DATA EXCERPTS
*** Block opens ***

// SPDX-License-Identifier: BUSL-1.1
// Copyright (c) 2026 Alfred Jean LLC

use std::path::PathBuf;

/// Storage backend selector for the state store and event bus (spec §4.2,
/// §4.5: "backed by any key/value engine" / trait-generic bus).
#[derive(Debug, Clone, Copy, PartialEq, Eq, clap::ValueEnum)]
#[clap(rename_all = "lowercase")]
pub enum Backend {
    /// In-process, zero-dependency backend. No cross-process fan-out.
    Memory,
    /// Redis-backed: sorted sets for window state, streams for the bus.
    Redis,
}

/// Process-wide configuration (spec §6: "state-store connection string,
/// stream cap sizes, rule directory path, public-host display override,
/// enable/disable flags for the rule engine").
#[derive(Debug, Clone, clap::Args)]
pub struct ServerConfig {
    /// Host to bind on.
    #[arg(long, default_value = "127.0.0.1", env = "IDS_HOST")]
    pub host: String,

    /// Port to listen on.
    #[arg(long, default_value_t = 8089, env = "IDS_PORT")]
    pub port: u16,

    /// State store and event bus backend.
    #[arg(long, value_enum, default_value_t = Backend::Memory, env = "IDS_BACKEND")]
    pub backend: Backend,

    /// Redis connection string, required when `--backend redis`.
    #[arg(long, env = "IDS_REDIS_URL")]
    pub redis_url: Option<String>,

    /// Directory scanned for declarative rule documents (spec §4.1).
    #[arg(long, default_value = "./rules", env = "IDS_RULES_DIR")]
    pub rules_dir: PathBuf,

    /// Public-facing hostname substituted for the internal host on
    /// HTTP-family alerts (spec §4.4); internal host is retained in
    /// `asset.internal_host` for provenance.
    #[arg(long, env = "IDS_PUBLIC_HOST")]
    pub public_host: Option<String>,

    /// Approximate cap on the raw-events stream (spec §4.5: "cap ≈ 5,000").
    #[arg(long, default_value_t = 5_000, env = "IDS_EVENTS_CAP")]
    pub events_cap: usize,

    /// Approximate cap on the alerts stream (spec §4.5: "cap ≈ 2,000").
    #[arg(long, default_value_t = 2_000, env = "IDS_ALERTS_CAP")]
    pub alerts_cap: usize,

    /// Wall-clock deadline for each state-store / bus call (spec §5:
    /// "default 3s").
    #[arg(long, default_value_t = 3_000, env = "IDS_STORE_TIMEOUT_MS")]
    pub store_timeout_ms: u64,

    /// Block duration for each subscriber `tail` poll (spec §4.6: "2000ms").
    #[arg(long, default_value_t = 2_000, env = "IDS_TAIL_BLOCK_MS")]
    pub tail_block_ms: u64,

    /// Watch `rules_dir` for filesystem changes and reload the catalog
    /// automatically (operational convenience; `POST /api/v1/rules/reload`
    /// remains the primary, test-exercised entry point).
    #[arg(long, default_value_t = true, env = "IDS_WATCH_RULES")]
    pub watch_rules: bool,

    /// Enable the rule engine. Disabling it makes ingest a pure passthrough
    /// to the event stream with no detection (spec §6 config contract).
    /// There is no parallel legacy detector to fall back to (spec §9 design
    /// notes: the clean implementation omits it entirely).
    #[arg(long, default_value_t = true, env = "IDS_RULE_ENGINE_ENABLED")]
    pub rule_engine_enabled: bool,
}

impl ServerConfig {
    pub fn store_timeout(&self) -> std::time::Duration {
        std::time::Duration::from_millis(self.store_timeout_ms)
    }
}
// SPDX-License-Identifier: BUSL-1.1
// Copyright (c) 2026 Alfred Jean LLC

use std::sync::Arc;

use tokio_util::sync::CancellationToken;

use ids_core::{AlertBuilder, DetectionEngine, RuleLoader, SharedEventBus, SharedStateStore};

use crate::config::ServerConfig;

/// Shared server state, threaded through every axum handler via
/// `State<Arc<ServerState>>` (mirrors the teacher's `MuxState`).
pub struct ServerState {
    pub config: ServerConfig,
    pub loader: Arc<RuleLoader>,
    pub engine: DetectionEngine,
    pub bus: SharedEventBus,
    pub shutdown: CancellationToken,
}

impl ServerState {
    pub fn new(
        config: ServerConfig,
        loader: Arc<RuleLoader>,
        store: SharedStateStore,
        bus: SharedEventBus,
        shutdown: CancellationToken,
    ) -> Self {
        let builder = AlertBuilder::new(config.public_host.clone());
        let engine = DetectionEngine::new(Arc::clone(&loader), store, builder)
            .with_store_timeout(config.store_timeout());
        Self { config, loader, engine, bus, shutdown }
    }
}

*** Block closes ***

BRIEF
Please copy out each line of the data in which the word "Approximate" occurs.

RESULT
    /// Approximate cap on the raw-events stream (spec §4.5: "cap ≈ 5,000").
    /// Approximate cap on the alerts stream (spec §4.5: "cap ≈ 2,000").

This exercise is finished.